__Problem description__
Once you have checked each line below for the word "bool", give the number of lines that have it and nothing further.

__Collected data entries__
//! The engine context shared by every control of one toolkit instance.
//!
//! The id pool, the per-category command tables and the handle side table
//! live here instead of in process-wide statics, so independent instances
//! (and tests) never see each other's ids.

use std::cell::RefCell;
use std::fmt;
use std::rc::Rc;

use tether_core::alloc::{HashMap, HashSet};

use crate::config::EngineConfig;
use crate::control::ControlNode;
use crate::error::HandleResult;
use crate::event::ControlEvent;
use crate::id::{IdManager, NativeId};
use crate::identity::{IdentityMap, ItemCategory, RawHandle};
use crate::object::{ObjectRef, WeakObjectRef};

type Owner = WeakObjectRef<dyn ControlNode>;

/// Shared engine state. Always handled through an `Rc`.
pub struct Environment {
    config: EngineConfig,
    ids: RefCell<IdManager>,
    commands: RefCell<HashMap<ItemCategory, IdentityMap<NativeId, Owner>>>,
    handles: RefCell<IdentityMap<RawHandle, Owner>>,
    creating: RefCell<HashSet<RawHandle>>,
}

impl Environment {
    pub fn new(config: EngineConfig) -> HandleResult<Rc<Self>> {
        config.validate()?;
        tracing::info!(
            "Creating environment (ids {}..{}, {:?})",
            config.ids.reserved_floor + 1,
            config.ids.max,
            config.ids.reuse
        );
        Ok(Rc::new(Self {
            config,
            ids: RefCell::new(IdManager::new(config.ids)),
            commands: RefCell::new(HashMap::new()),
            handles: RefCell::new(IdentityMap::new()),
            creating: RefCell::new(HashSet::default()),
        }))
    }

    pub fn config(&self) -> &EngineConfig {
        &self.config
    }

    #[track_caller]
    pub fn allocate_id(&self) -> HandleResult<NativeId> {
        self.ids.borrow_mut().allocate()
    }

    #[track_caller]
    pub fn free_id(&self, id: NativeId) -> HandleResult<()> {
        self.ids.borrow_mut().free(id)
    }

    pub fn is_id_live(&self, id: NativeId) -> bool {
        self.ids.borrow().is_live(id)
    }

    pub fn live_id_count(&self) -> usize {
        self.ids.borrow().live_count()
    }

    /// Map an allocated id to its owner in `category`.
    #[track_caller]
    pub fn register_command(
        &self,
        category: ItemCategory,
        id: NativeId,
        owner: WeakObjectRef<dyn ControlNode>,
    ) -> HandleResult<()> {
        tracing::trace!("register {:?} {}", category, id);
        self.commands
            .borrow_mut()
            .entry(category)
            .or_default()
            .insert(id, owner)
    }

    /// Erase the mapping, then give the id back to the pool. The entry goes
    /// first so the id is never free while still mapped.
    #[track_caller]
    pub fn unregister_command(&self, category: ItemCategory, id: NativeId) -> HandleResult<()> {
        tracing::trace!("unregister {:?} {}", category, id);
        let removed = self
            .commands
            .borrow_mut()
            .get_mut(&category)
            .and_then(|map| map.remove(id));
        if removed.is_none() {
            tracing::warn!("{} was not mapped in {:?}", id, category);
        }
        self.free_id(id)
    }

    /// Owner of `id` in `category`, add-ref'd for the caller. Stale ids and
    /// owners that are already gone yield `None`.
    pub fn find_owner_by_id(
        &self,
        category: ItemCategory,
        id: NativeId,
    ) -> Option<ObjectRef<dyn ControlNode>> {
        let commands = self.commands.borrow();
        commands.get(&category)?.find(id)?.upgrade()
    }

    pub fn command_count(&self, category: ItemCategory) -> usize {
        self.commands
            .borrow()
            .get(&category)
            .map_or(0, IdentityMap::len)
    }

    /// Route a native command to its owner. Returns whether it was handled;
    /// a miss is a dropped event, not an error.
    pub fn dispatch_command(&self, category: ItemCategory, id: NativeId) -> bool {
        match self.find_owner_by_id(category, id) {
            Some(owner) => deliver_to(&owner, ControlEvent::Command(id)),
            None => {
                tracing::trace!("dropping command {} for {:?}", id, category);
                false
            }
        }
    }

    #[track_caller]
    pub fn associate_handle(
        &self,
        raw: RawHandle,
        owner: WeakObjectRef<dyn ControlNode>,
    ) -> HandleResult<()> {
        self.handles.borrow_mut().insert(raw, owner)
    }

    pub fn remove_handle_association(&self, raw: RawHandle) -> bool {
        self.handles.borrow_mut().remove(raw).is_some()
    }

    /// Control owning a raw native handle, add-ref'd for the caller.
    pub fn find_control_by_handle(&self, raw: RawHandle) -> Option<ObjectRef<dyn ControlNode>> {
        self.handles.borrow().find(raw)?.upgrade()
    }

    pub fn handle_count(&self) -> usize {
        self.handles.borrow().len()
    }

    /// Whether the control owning `raw` is still building its handle.
    pub fn is_creating(&self, raw: RawHandle) -> bool {
        self.creating.borrow().contains(&raw)
    }

    pub(crate) fn begin_creating(&self, raw: RawHandle) {
        self.creating.borrow_mut().insert(raw);
    }

    pub(crate) fn end_creating(&self, raw: RawHandle) {
        self.creating.borrow_mut().remove(&raw);
    }

    /// Route a native notification to the control owning `raw`. Handles
    /// that are still being created drop their notifications.
    pub fn deliver_native(&self, raw: RawHandle, code: u32) -> bool {
        if self.is_creating(raw) {
            tracing::trace!("native event {} suppressed while creating {}", code, raw);
            return false;
        }
        match self.find_control_by_handle(raw) {
            Some(owner) => deliver_to(&owner, ControlEvent::Native { code }),
            None => {
                tracing::trace!("dropping native event {} for {}", code, raw);
                false
            }
        }
    }
}

fn deliver_to(owner: &ObjectRef<dyn ControlNode>, event: ControlEvent) -> bool {
    // The owner is busy when the event was raised by one of its own
    // operations.
    match owner.try_borrow_mut() {
        Some(mut node) => node.deliver(event),
        None => {
            tracing::warn!("owner is busy, dropping {:?}", event);
            false
        }
    }
}

impl fmt::Debug for Environment {
    fn fmt(&self, f: &mut fmt::Formatter<'_>) -> fmt::Result {
        f.debug_struct("Environment")
            .field("config", &self.config)
            .field("live_ids", &self.live_id_count())
            .field("handles", &self.handle_count())
            .finish()
    }
}

#[cfg(test)]
mod tests {
    use super::*;
    use crate::config::IdReusePolicy;
    use crate::control::HandleState;
    use crate::error::HandleError;

    /// Owner that only records what it is sent.
    #[derive(Default)]
    struct Recorder {
        received: Vec<ControlEvent>,
    }

    impl ControlNode for Recorder {
        fn raw_handle(&self) -> Option<RawHandle> {
            None
        }

        fn state(&self) -> HandleState {
            HandleState::Created
        }

        fn id(&self) -> Option<NativeId> {
            None
        }

        fn destroy_handle_tree(&mut self) -> HandleResult<()> {
            Ok(())
        }

        fn update_native_parent(&mut self, _parent: Option<RawHandle>) -> HandleResult<()> {
            Ok(())
        }

        fn attach_parent(&mut self, _parent: Option<WeakObjectRef<dyn ControlNode>>) {}

        fn deliver(&mut self, event: ControlEvent) -> bool {
            self.received.push(event);
            true
        }
    }

    fn recorder() -> (ObjectRef<Recorder>, WeakObjectRef<dyn ControlNode>) {
        let owner = ObjectRef::new(Recorder::default());
        let node: ObjectRef<dyn ControlNode> = ObjectRef(owner.0.clone());
        let weak = node.downgrade();
        (owner, weak)
    }

    #[test]
    fn test_rejects_invalid_config() {
        let config = EngineConfig::default().with_id_range(100, 100);
        assert!(matches!(
            Environment::new(config),
            Err(HandleError::InvalidOperation { .. })
        ));
    }

    #[test]
    fn test_command_round_trip() {
        let env = Environment::new(EngineConfig::default()).unwrap();
        let (owner, weak) = recorder();
        let id = env.allocate_id().unwrap();

        env.register_command(ItemCategory::MenuItem, id, weak).unwrap();
        assert!(env.dispatch_command(ItemCategory::MenuItem, id));
        assert_eq!(owner.borrow().received, vec![ControlEvent::Command(id)]);

        env.unregister_command(ItemCategory::MenuItem, id).unwrap();
        assert!(!env.is_id_live(id));
        assert!(!env.dispatch_command(ItemCategory::MenuItem, id));
        assert_eq!(owner.borrow().received.len(), 1);
    }

    #[test]
    fn test_id_mapped_once() {
        let env = Environment::new(EngineConfig::default()).unwrap();
        let (_owner, weak) = recorder();
        let id = env.allocate_id().unwrap();

        env.register_command(ItemCategory::ToolItem, id, weak.clone())
            .unwrap();
        let err = env
            .register_command(ItemCategory::ToolItem, id, weak)
            .unwrap_err();
        assert!(err.is_invalid_operation());
    }

    #[test]
    fn test_dead_owner_is_a_miss() {
        let config = EngineConfig::default().with_reuse(IdReusePolicy::FreedFirst);
        let env = Environment::new(config).unwrap();
        let (owner, weak) = recorder();
        let raw = RawHandle::from_raw(0xbeef);
        env.associate_handle(raw, weak).unwrap();

        drop(owner);
        assert!(env.find_control_by_handle(raw).is_none());
        assert!(!env.deliver_native(raw, 3));
        assert!(env.remove_handle_association(raw));
        assert_eq!(env.handle_count(), 0);
    }

    #[test]
    fn test_native_event_dropped_while_creating() {
        let env = Environment::new(EngineConfig::default()).unwrap();
        let (owner, weak) = recorder();
        let raw = RawHandle::from_raw(0x42);
        env.associate_handle(raw, weak).unwrap();

        env.begin_creating(raw);
        assert!(env.is_creating(raw));
        assert!(!env.deliver_native(raw, 1));
        assert!(owner.borrow().received.is_empty());

        env.end_creating(raw);
        assert!(env.deliver_native(raw, 2));
        assert_eq!(owner.borrow().received, vec![ControlEvent::Native { code: 2 }]);
    }
}
//! Lifecycle and command notifications raised by controls.

use crate::id::NativeId;

/// Something that happened to a control.
///
/// Events are queued on the control and drained by its adapter with
/// [`Control::drain_events`](crate::Control::drain_events).
#[derive(Debug, Clone, Copy, PartialEq, Eq)]
pub enum ControlEvent {
    /// The native handle exists and every delayed value has been applied.
    HandleCreated,
    /// The native handle is about to go away. Live values are already
    /// received into the cache.
    HandleDestroying,
    /// The native handle is gone.
    HandleDestroyed,
    /// A destroy+create cycle finished.
    Recreated,
    /// A native command routed by id.
    Command(NativeId),
    /// A native notification routed by raw handle.
    Native { code: u32 },
}

impl ControlEvent {
    /// Lifecycle events are raised by the engine itself; the others come
    /// from the native toolkit.
    pub fn is_lifecycle(&self) -> bool {
        matches!(
            self,
            ControlEvent::HandleCreated
                | ControlEvent::HandleDestroying
                | ControlEvent::HandleDestroyed
                | ControlEvent::Recreated
        )
    }
}

#[cfg(test)]
mod tests {
    use super::*;

    #[test]
    fn test_lifecycle_classification() {
        assert!(ControlEvent::Recreated.is_lifecycle());
        assert!(ControlEvent::HandleDestroying.is_lifecycle());
        assert!(!ControlEvent::Native { code: 7 }.is_lifecycle());
        let id = NativeId::new(6000).unwrap();
        assert!(!ControlEvent::Command(id).is_lifecycle());
    }
}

__Answer box__
8